Fig. 2. — The NextBio database was searched for microarray datasets that showed overlap with predicted miR-132 targets. (A) The most significant overlap was with genes that showed altered expression between postnatal weeks 2 and 4 in mouse PFC. (B) Of 201 predicted miR-132 targets, 57 showed a significant change in expression between postnatal weeks 2 and 4, with almost 75% of the targets down-regulated.

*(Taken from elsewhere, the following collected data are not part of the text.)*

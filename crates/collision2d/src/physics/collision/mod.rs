//! 2D collision geometry
//!
//! All shapes live in a single caller-defined coordinate space (usually
//! world space). Nothing here converts between spaces; the scene layer hands
//! in positions and sizes that are already transformed.
//!
//! # Module Organization
//!
//! - [`collider`] - The [`Collider`] capability contract shared by every shape
//! - [`primitives`] - [`CircleCollider`], [`RectangleCollider`] and [`Size`]
//! - [`ray`] - [`Ray`] casting with analytic circle and slab-method box tests
//! - [`shape`] - [`Shape`], the closed sum over all collider variants
//! - [`error`] - [`GeometryError`] raised by validating constructors
//!
//! # Boundaries
//!
//! Every region is closed: a point on a circle's rim or a rectangle's edge is
//! inside, and shapes that merely touch are reported as colliding.

pub mod collider;
pub mod error;
pub mod primitives;
pub mod ray;
pub mod shape;

#[cfg(test)]
mod tests;

// Re-export commonly used types
pub use collider::Collider;
pub use error::GeometryError;
pub use primitives::{CircleCollider, RectangleCollider, Size};
pub use ray::{Ray, RayHit};
pub use shape::Shape;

To test the hypothesis that miR-132 is developmentally regulated in the PFC, we evaluated expression of miR-132 in mRNA isolated from mouse PFC between embryonic day 12 (E12) through 2 mo of age (postnatal day 60, P60). MiR-132 expression was absent or low through P7, began to rise at P14, and increased almost fourfold between P14 and P28 (Fig. 3A). These results are similar to miR-132 expression patterns in the developing hippocampus (27). Three putative miR-132 target mRNAs identified as down-regulated in the developmental expression profile (26), Dnmt3a, Dypsl3, and Gmfb, were simultaneously examined. Two of the three putative targets, Dnmt3a and Dpyls3, showed developmental expression patterns with a significant negative correlation to miR-132 (Pearson's r = −0.94 and −0.84, respectively) (Fig. 3B). In contrast to the data from Semeralul et al. (26), Gmfb showed no age-related changes in expression. The full-length isoform of Dnmt3a, which predominates in the brain after birth, contains multiple 7-nt miR-132 binding sites in its 3′ UTR, and Dpysl3 contains a 8-nt miR-132 binding site in its 3′ UTR.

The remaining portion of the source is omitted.